Problem statement –
Show, from the records below, all lines that contain the word "tokio".

Extracted information –
------------------------------------

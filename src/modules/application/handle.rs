use actix_web::web;

use crate::api::{error, success};
use crate::modules::application::{
    model::{
        ActionQuery, Application, ApplicationAction, ApplicationRequest, ArchiveModel,
        ArchiveResponse, DeleteQuery, ListQuery,
    },
    service::{ApplicationOutcome, ApplicationService},
};
use crate::utils::{decode_json, ValidatedQuery};

impl ApplicationRequest {
    /// Picks the variant from the `action` query parameter and validates the body
    /// against it.
    pub fn from_post(
        action: Option<ApplicationAction>,
        body: serde_json::Value,
    ) -> Result<Self, error::Error> {
        if !body.is_object() {
            return Err(error::Error::bad_request("Invalid input"));
        }

        let request = match action {
            None => ApplicationRequest::CreateApplication(decode_json(body)?),
            Some(ApplicationAction::UpdateStatus) => {
                ApplicationRequest::UpdateStatus(decode_json(body)?)
            }
            Some(ApplicationAction::Archive) => {
                ApplicationRequest::Archive(decode_json::<ArchiveModel>(body)?)
            }
        };
        Ok(request)
    }
}

pub async fn list_applications(
    service: web::Data<ApplicationService>,
    query: ValidatedQuery<ListQuery>,
) -> Result<success::Success<Vec<Application>>, error::Error> {
    let applications = service.list(query.0.archived).await?;
    Ok(success::Success::ok(Some(applications)))
}

pub async fn post_application(
    service: web::Data<ApplicationService>,
    query: ValidatedQuery<ActionQuery>,
    body: web::Json<serde_json::Value>,
) -> Result<success::Success<ArchiveResponse>, error::Error> {
    let request = ApplicationRequest::from_post(query.0.action, body.into_inner())?;

    let response = match service.execute(request).await? {
        ApplicationOutcome::Created => {
            success::Success::created(None).message("Application saved successfully")
        }
        ApplicationOutcome::StatusUpdated => {
            success::Success::ok(None).message("Status updated successfully")
        }
        ApplicationOutcome::Archived(archived) => {
            success::Success::ok(Some(archived)).message("Application archived successfully")
        }
        ApplicationOutcome::Deleted => {
            success::Success::ok(None).message("Application deleted successfully")
        }
    };
    Ok(response)
}

pub async fn delete_application(
    service: web::Data<ApplicationService>,
    query: ValidatedQuery<DeleteQuery>,
) -> Result<success::Success<()>, error::Error> {
    let id = query
        .0
        .id
        .filter(|id| !id.is_empty())
        .ok_or_else(|| error::Error::bad_request("Missing application ID"))?;

    service.execute(ApplicationRequest::Delete { id }).await?;
    Ok(success::Success::ok(None).message("Application deleted successfully"))
}

pub async fn method_not_allowed() -> Result<success::Success<()>, error::Error> {
    Err(error::Error::MethodNotAllowed)
}
pub mod analytics;
pub mod application;
use std::time::Duration;

use chrono::Utc;
use tokio::task::JoinHandle;

use crate::modules::application::service::ApplicationService;

/// Periodically hard-deletes archived applications whose scheduled delete date has
/// passed. Failures are logged and retried on the next tick.
pub fn spawn_retention_sweeper(service: ApplicationService, every: Duration) -> JoinHandle<()> {
    tokio::spawn(async move {
        let mut ticker = tokio::time::interval(every);
        loop {
            ticker.tick().await;
            match service.purge_expired(Utc::now()).await {
                Ok(0) => log::debug!("Retention sweep: nothing to purge"),
                Ok(purged) => log::info!("Retention sweep purged {} archived application(s)", purged),
                Err(e) => log::error!("Retention sweep failed: {:?}", e),
            }
        }
    })
}

#[cfg(test)]
mod tests {
    use super::*;
    use crate::modules::application::{
        model::InsertApplication, repository::ApplicationRepository,
        repository_memory::ApplicationRepositoryMemory,
    };
    use std::sync::Arc;

    #[tokio::test]
    async fn test_sweeper_purges_expired_on_first_tick() {
        let repo = Arc::new(ApplicationRepositoryMemory::new());
        let long_ago = Utc::now() - chrono::Duration::days(30);
        repo.create(&InsertApplication {
            id: "expired".to_string(),
            name: "Ana Vidic".to_string(),
            email: "ana@example.com".to_string(),
            phone: "+905551112233".to_string(),
            experience: String::new(),
            message: String::new(),
            files: "{}".to_string(),
            status: "rejected".to_string(),
            created_at: long_ago,
            updated_at: long_ago,
        })
        .await
        .unwrap();
        repo.archive("expired", long_ago, long_ago + chrono::Duration::days(14)).await.unwrap();

        let service = ApplicationService::with_dependencies(repo.clone());
        let handle = spawn_retention_sweeper(service, Duration::from_secs(3600));

        for _ in 0..50 {
            if repo.list(true).await.unwrap().is_empty() {
                break;
            }
            tokio::time::sleep(Duration::from_millis(10)).await;
        }
        handle.abort();

        assert!(repo.list(true).await.unwrap().is_empty());
    }
}
use serde::{Deserialize, Serialize};
use validator::{Validate, ValidationError, ValidationErrors};

use crate::constants::DEFAULT_PLATFORM;
use crate::modules::analytics::schema::{ApplicationStat, PageViewEntity, SocialClickEntity};

/// Body of `POST /analytics`: `{"type":"page_view"}` or
/// `{"type":"social_click","platform":"instagram"}`.
#[derive(Debug, Clone, PartialEq, Eq, Serialize, Deserialize)]
#[serde(tag = "type", rename_all = "snake_case")]
pub enum AnalyticsEvent {
    #[serde(rename = "page_view")]
    TrackPageView,
    #[serde(rename = "social_click")]
    TrackSocialClick {
        #[serde(default, skip_serializing_if = "Option::is_none")]
        platform: Option<String>,
    },
}

impl AnalyticsEvent {
    pub fn social_click(platform: impl Into<String>) -> Self {
        AnalyticsEvent::TrackSocialClick { platform: Some(platform.into()) }
    }
}

/// Counter key for a social click: the trimmed platform name, or `unknown` when blank.
pub fn platform_key(platform: Option<&str>) -> &str {
    platform.map(str::trim).filter(|platform| !platform.is_empty()).unwrap_or(DEFAULT_PLATFORM)
}

impl Validate for AnalyticsEvent {
    fn validate(&self) -> Result<(), ValidationErrors> {
        let mut errors = ValidationErrors::new();
        if let AnalyticsEvent::TrackSocialClick { platform: Some(platform) } = self {
            if platform.chars().count() > 64 {
                errors.add(
                    "platform",
                    ValidationError::new("length")
                        .with_message("Platform must be at most 64 characters long".into()),
                );
            }
        }

        if errors.is_empty() {
            Ok(())
        } else {
            Err(errors)
        }
    }
}

/// `GET /analytics` payload.
#[derive(Debug, Clone, Default, PartialEq, Serialize, Deserialize)]
#[serde(rename_all = "camelCase")]
pub struct AnalyticsSummary {
    pub page_views: Vec<PageViewEntity>,
    pub social_analytics: Vec<SocialClickEntity>,
    pub application_stats: Vec<ApplicationStat>,
}
use std::sync::Arc;

use actix_web::web;

use crate::api::error;
use crate::modules::{
    analytics::{AnalyticsRepositoryMemory, AnalyticsRepositoryPg, AnalyticsService},
    application::{ApplicationRepositoryMemory, ApplicationRepositoryPg, ApplicationService},
};

/// Services shared by every worker.
#[derive(Clone)]
pub struct AppState {
    pub applications: ApplicationService,
    pub analytics: AnalyticsService,
}

impl AppState {
    pub fn postgres(pool: sqlx::PgPool) -> Self {
        let application_repo = Arc::new(ApplicationRepositoryPg::new(pool.clone()));
        let analytics_repo = Arc::new(AnalyticsRepositoryPg::new(pool));
        Self {
            applications: ApplicationService::with_dependencies(application_repo.clone()),
            analytics: AnalyticsService::with_dependencies(analytics_repo, application_repo),
        }
    }

    pub fn in_memory() -> Self {
        let application_repo = Arc::new(ApplicationRepositoryMemory::new());
        let analytics_repo = Arc::new(AnalyticsRepositoryMemory::new());
        Self {
            applications: ApplicationService::with_dependencies(application_repo.clone()),
            analytics: AnalyticsService::with_dependencies(analytics_repo, application_repo),
        }
    }

    /// Registers services, body limits and the `/api` routes.
    pub fn configure(&self, cfg: &mut web::ServiceConfig, max_payload_bytes: usize) {
        let json_config = web::JsonConfig::default()
            .limit(max_payload_bytes)
            .error_handler(|err, _req| error::Error::bad_request(err.to_string()).into());
        let query_config = web::QueryConfig::default()
            .error_handler(|err, _req| error::Error::bad_request(err.to_string()).into());

        cfg.app_data(json_config)
            .app_data(query_config)
            .app_data(web::Data::new(self.applications.clone()))
            .app_data(web::Data::new(self.analytics.clone()))
            .service(
                web::scope("/api")
                    .configure(crate::modules::application::route::configure)
                    .configure(crate::modules::analytics::route::configure),
            );
    }
}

------------------------------------

Exercise output –
use tokio::task::JoinHandle;
    tokio::spawn(async move {
        let mut ticker = tokio::time::interval(every);
    #[tokio::test]
            tokio::time::sleep(Duration::from_millis(10)).await;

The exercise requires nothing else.